There’s also the option to access ‘EZChannel’, which appears to be a branded assortment of videos from a range of sources. I personally didn’t find this selection very appetising — even with all of my YouTube and Facebook information, the suggestions were way more hit-and-miss than anything I’ve seen on YouTube. However, the ‘autoplay’ function is presumably linked to this option, so if you’re interested in getting a continuous loop of videos (and you hate YouTube autoplay) then it could be worth exploring.

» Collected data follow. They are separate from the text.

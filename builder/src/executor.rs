use std::collections::HashSet;
use std::path::{Path, PathBuf};

use codespan_reporting::files::SimpleFiles;
use tracing::{debug, error, info, warn};

use adoc::{Directive, ParseError, Parser};

use crate::clock::CommitClock;
use crate::config::{BuildConfig, BuildOptions};
use crate::diff::{DiffEmitter, DiffOutcome, write_creating_parents};
use crate::error::BuildError;
use crate::plan::{self, CommitGroup, Operation, Plan, Rules, Step, TagGroup};
use crate::vcs::{CommandOutput, VersionControl};

/// Asks the operator a yes/no question.
pub trait Confirm {
    fn confirm(&mut self, question: &str, default: bool) -> bool;
}

/// Answers every question with its default.
pub struct AssumeDefault;

impl Confirm for AssumeDefault {
    fn confirm(&mut self, _question: &str, default: bool) -> bool {
        default
    }
}

/// What a build did.
#[derive(Debug, Default)]
pub struct BuildReport {
    pub commits: usize,
    pub tags: Vec<String>,
    pub diffs: Vec<PathBuf>,
    /// Commands that ran but failed, as `<repo>: <what>`.
    pub failed_commands: Vec<String>,
    /// Skipped directives and tolerated source problems.
    pub warnings: Vec<ParseError>,
}

/// A target repository of the run.
#[derive(Debug, Clone, PartialEq, Eq)]
pub struct Repository {
    pub name: String,
    pub root: PathBuf,
}

/// State of one replay, owned by [`RepositoryBuilder::build`].
struct RunState {
    prepared: HashSet<String>,
    first_repository: bool,
    clock: CommitClock,
    report: BuildReport,
}

/// Replays the directives of a book into its repositories.
pub struct RepositoryBuilder {
    config: BuildConfig,
    options: BuildOptions,
    clock: CommitClock,
    /// Every documentation and fragment file read, for diagnostics.
    files: SimpleFiles<String, String>,
}

impl RepositoryBuilder {
    pub fn new(config: BuildConfig, options: BuildOptions) -> Self {
        RepositoryBuilder {
            config,
            options,
            clock: CommitClock::new(),
            files: SimpleFiles::new(),
        }
    }

    pub fn with_clock(mut self, clock: CommitClock) -> Self {
        self.clock = clock;
        self
    }

    pub fn files(&self) -> &SimpleFiles<String, String> {
        &self.files
    }

    /// Documentation files matching the configured pattern, sorted.
    pub fn documentation_files(&self) -> Result<Vec<PathBuf>, BuildError> {
        let book_dir = &self.options.book_dir;
        if !book_dir.is_dir() {
            return Err(BuildError::MissingDirectory(book_dir.clone()));
        }

        let pattern = format!(
            "{}/{}",
            glob::Pattern::escape(&book_dir.to_string_lossy()),
            self.config.pattern
        );
        let paths = glob::glob(&pattern).map_err(|source| BuildError::Pattern {
            pattern: self.config.pattern.clone(),
            source,
        })?;

        let mut files: Vec<PathBuf> = paths
            .filter_map(|entry| match entry {
                Ok(path) if path.is_file() => Some(path),
                Ok(_) => None,
                Err(err) => {
                    warn!("skipping {}: {}", err.path().display(), err.error());
                    None
                }
            })
            .collect();
        files.sort();
        Ok(files)
    }

    /// Read every documentation file and collect its directives, in file
    /// order then text order.
    pub fn scan(&mut self) -> Result<Vec<Directive>, BuildError> {
        let mut directives = Vec::new();
        let mut errors = Vec::new();

        for path in self.documentation_files()? {
            let source = std::fs::read_to_string(&path).map_err(BuildError::read(&path))?;
            let name = self.display_name(&path);
            let file_id = self.files.add(name, source.clone());

            let parser = Parser::new(source, file_id).with_marker(self.config.marker.clone());
            match parser.parse() {
                Ok(found) => {
                    debug!("{} directive(s) in {}", found.len(), path.display());
                    directives.extend(found);
                }
                Err(mut errs) => errors.append(&mut errs),
            }
        }

        if errors.is_empty() {
            Ok(directives)
        } else {
            Err(BuildError::Parse(errors))
        }
    }

    pub fn plan(&mut self) -> Result<Plan, BuildError> {
        let directives = self.scan()?;
        let rules = Rules::from_config(&self.config, self.options.repo_filter.clone());
        Ok(plan::plan(&directives, &rules))
    }

    /// Scan, group and replay the whole book.
    pub fn build(
        &mut self,
        vcs: &mut dyn VersionControl,
        confirm: &mut dyn Confirm,
    ) -> Result<BuildReport, BuildError> {
        let plan = self.plan()?;
        for warning in &plan.warnings {
            warn!("{}", warning);
        }

        let mut state = RunState {
            prepared: HashSet::new(),
            first_repository: true,
            clock: self.clock.clone(),
            report: BuildReport {
                warnings: plan.warnings,
                ..BuildReport::default()
            },
        };

        for group in &plan.groups {
            self.replay_tag_group(group, vcs, confirm, &mut state)?;
        }

        Ok(state.report)
    }

    fn replay_tag_group(
        &mut self,
        group: &TagGroup,
        vcs: &mut dyn VersionControl,
        confirm: &mut dyn Confirm,
        state: &mut RunState,
    ) -> Result<(), BuildError> {
        for commit in &group.commits {
            let repo = self.repository(&commit.repo);
            self.replay_commit_group(&repo, commit, vcs, confirm, state)?;
        }

        // Each repository's HEAD is now its last commit of the group.
        if let Some(tag) = &group.tag {
            for name in group.repositories() {
                let repo = self.repository(name);
                let when = state.clock.next();
                let output = vcs.tag(&repo.root, tag, tag, when)?;
                if check(state, &repo, &format!("tag {tag}"), &output) {
                    info!("Tag {} created in {}", tag, repo.name);
                    state.report.tags.push(tag.clone());
                }
            }
        }
        Ok(())
    }

    fn replay_commit_group(
        &mut self,
        repo: &Repository,
        commit: &CommitGroup,
        vcs: &mut dyn VersionControl,
        confirm: &mut dyn Confirm,
        state: &mut RunState,
    ) -> Result<(), BuildError> {
        for step in &commit.steps {
            self.ensure_repository(repo, vcs, confirm, state)?;
            self.apply_step(repo, step, vcs, state)?;
        }

        let filenames: Vec<&str> = commit
            .steps
            .iter()
            .filter_map(|step| match &step.operation {
                Operation::Write { filename, .. } => Some(filename.as_str()),
                Operation::Command(_) => None,
            })
            .collect();
        info!(
            "Committing {} with commit message {}",
            filenames.join(", "),
            commit.message
        );
        let when = state.clock.next();
        let output = vcs.commit(&repo.root, &commit.message, when)?;
        if !check(state, repo, &format!("commit '{}'", commit.message), &output) {
            return Ok(());
        }
        state.report.commits += 1;

        if self.options.generate_diffs {
            let emitter = DiffEmitter::new(&self.options.book_dir, &self.config.diff);
            for step in &commit.steps {
                if let Operation::Write { .. } = step.operation {
                    match emitter.emit(vcs, &repo.root, &step.source_path)? {
                        DiffOutcome::Written { full, compact } => {
                            info!("Wrote diffs {} and {}", full.display(), compact.display());
                            state.report.diffs.push(full);
                            state.report.diffs.push(compact);
                        }
                        outcome => debug!("no diff for {}: {:?}", step.source_path, outcome),
                    }
                }
            }
        }
        Ok(())
    }

    fn apply_step(
        &mut self,
        repo: &Repository,
        step: &Step,
        vcs: &mut dyn VersionControl,
        state: &mut RunState,
    ) -> Result<(), BuildError> {
        match &step.operation {
            Operation::Command(line) => {
                info!("Executing {}", line);
                let output = vcs.run_shell(&repo.root, line)?;
                check(state, repo, line, &output);
            }
            Operation::Write {
                filename,
                action,
                regions,
            } => {
                if action.is_add() {
                    self.materialize(repo, step, filename, regions, state)?;
                }
                let output = vcs.stage(&repo.root, filename, action)?;
                check(state, repo, &format!("{action} {filename}"), &output);
            }
        }
        Ok(())
    }

    /// Copy the fragment, filtered by region when asked, into the repository.
    fn materialize(
        &mut self,
        repo: &Repository,
        step: &Step,
        filename: &str,
        regions: &[String],
        state: &mut RunState,
    ) -> Result<(), BuildError> {
        let source_path = self.options.book_dir.join(&step.source_path);
        let destination = repo.root.join(filename);

        if regions.is_empty() {
            if let Some(parent) = destination.parent() {
                std::fs::create_dir_all(parent).map_err(BuildError::write(parent))?;
            }
            std::fs::copy(&source_path, &destination).map_err(BuildError::read(&source_path))?;
            return Ok(());
        }

        let source = std::fs::read_to_string(&source_path).map_err(BuildError::read(&source_path))?;
        let file_id = self.files.add(step.source_path.clone(), source.clone());
        let (extraction, warning) = adoc::region::extract_with_warnings(&source, file_id, regions)?;
        if let Some(warning) = warning {
            warn!("{}: {}", step.source_path, warning);
            state.report.warnings.push(warning);
        }
        write_creating_parents(&destination, &extraction.into_content(&source))
    }

    /// Create and initialize the repository the first time it is used.
    /// Only the first repository of the run may be dropped and rebuilt.
    fn ensure_repository(
        &self,
        repo: &Repository,
        vcs: &mut dyn VersionControl,
        confirm: &mut dyn Confirm,
        state: &mut RunState,
    ) -> Result<(), BuildError> {
        if state.prepared.contains(&repo.name) {
            return Ok(());
        }

        std::fs::create_dir_all(&repo.root).map_err(BuildError::write(&repo.root))?;
        if !repo.root.join(".git").exists() {
            info!("Initializing repository {}", repo.name);
            let output = vcs.init(&repo.root)?;
            check(state, repo, "init", &output);
        } else if state.first_repository {
            warn!("{} repository already initialized.", repo.name);
            if self.options.drop || confirm.confirm("Drop repo and build again?", false) {
                info!("Dropping repository {}", repo.name);
                std::fs::remove_dir_all(&repo.root).map_err(BuildError::write(&repo.root))?;
                std::fs::create_dir_all(&repo.root).map_err(BuildError::write(&repo.root))?;
                let output = vcs.init(&repo.root)?;
                check(state, repo, "init", &output);
            }
        }

        state.first_repository = false;
        state.prepared.insert(repo.name.clone());
        Ok(())
    }

    fn repository(&self, name: &str) -> Repository {
        Repository {
            name: name.to_string(),
            root: self.options.repos_dir.join(name),
        }
    }

    fn display_name(&self, path: &Path) -> String {
        path.strip_prefix(&self.options.book_dir)
            .unwrap_or(path)
            .display()
            .to_string()
    }
}

/// Log a finished command. Returns whether it succeeded.
fn check(state: &mut RunState, repo: &Repository, what: &str, output: &CommandOutput) -> bool {
    if !output.stdout.trim().is_empty() {
        debug!("{}", output.stdout.trim_end());
    }
    if !output.success {
        error!("{}: {} failed: {}", repo.name, what, output.stderr.trim_end());
        state
            .report
            .failed_commands
            .push(format!("{}: {}", repo.name, what));
    } else if !output.stderr.trim().is_empty() {
        warn!("{}: {}", repo.name, output.stderr.trim_end());
    }
    output.success
}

Asides from the app, you can also use any of the three standards supported by the EZCast 4K. You can use Miracast built into Windows, Android and other platforms to send video files directly, although on Windows 10 videos sent via Miracast only took up about two thirds of the screen.
AirPlay is an option for iOS and Mac users, while DNLA allows you to access videos and other media on NAS storage, for example. In our testing, everything worked just fine, although often the sound would start playing before the video started. The two didn’t go out of sync; you just missed a half-second of video.

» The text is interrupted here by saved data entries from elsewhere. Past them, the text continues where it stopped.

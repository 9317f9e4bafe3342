use std::time::{SystemTime, UNIX_EPOCH};

use crate::vcs::Timestamp;

/// Hands out commit dates that strictly increase, one second apart at
/// least, so the replayed history sorts in narrative order even when
/// several commits are made within the same second.
#[derive(Debug, Clone)]
pub struct CommitClock {
    last: Option<Timestamp>,
    follow_wall_clock: bool,
}

impl Default for CommitClock {
    fn default() -> Self {
        Self::new()
    }
}

impl CommitClock {
    pub fn new() -> Self {
        CommitClock {
            last: None,
            follow_wall_clock: true,
        }
    }

    /// A clock counting up from `start`, one second per call, ignoring
    /// the wall clock.
    pub fn starting_at(start: Timestamp) -> Self {
        CommitClock {
            last: Some(start - 1),
            follow_wall_clock: false,
        }
    }

    pub fn next(&mut self) -> Timestamp {
        let next = match (self.last, self.follow_wall_clock) {
            (Some(last), false) => last + 1,
            (Some(last), true) => wall_clock().max(last + 1),
            (None, _) => wall_clock(),
        };
        self.last = Some(next);
        next
    }
}

fn wall_clock() -> Timestamp {
    SystemTime::now()
        .duration_since(UNIX_EPOCH)
        .map(|d| d.as_secs() as Timestamp)
        .unwrap_or(0)
}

However, we didn’t have access to a 4K display to really test the EZCast 4K’s titular ability. The dongle could certainly handle 4K video files, so we don’t foresee any problems there.
While videos, songs and mirroring all proceeded without incident, we found that the EZCast 4K was a little less polished than streaming devices from bigger names like Google, Samsung and Apple. For example, streaming a song to the dongle resulted in a progress bar and a basic visualiser being shown on screen, but not the name, artist or album of the song.
Similarly, the app’s layout is a little haphazard; it looks like its functionality has been improved each time, but the overall design hasn’t been rethought to include all of the new actions.
While the design isn’t top-notch, the app does work well enough, and there’s no poor English or spelling mistakes that you sometimes get on products that haven’t been created by native English speakers — so props to the EZCast team for spending some time to get these details correct.
The EZCast 4K does alright. Its support for multiple wireless streaming standards grants it impressive flexibility, and it handles 4K at a price below that of the Chromecast Ultra, Apple TV 4K and many other competitors. It isn’t the sleekest package around, but it offers a sensible design and good value.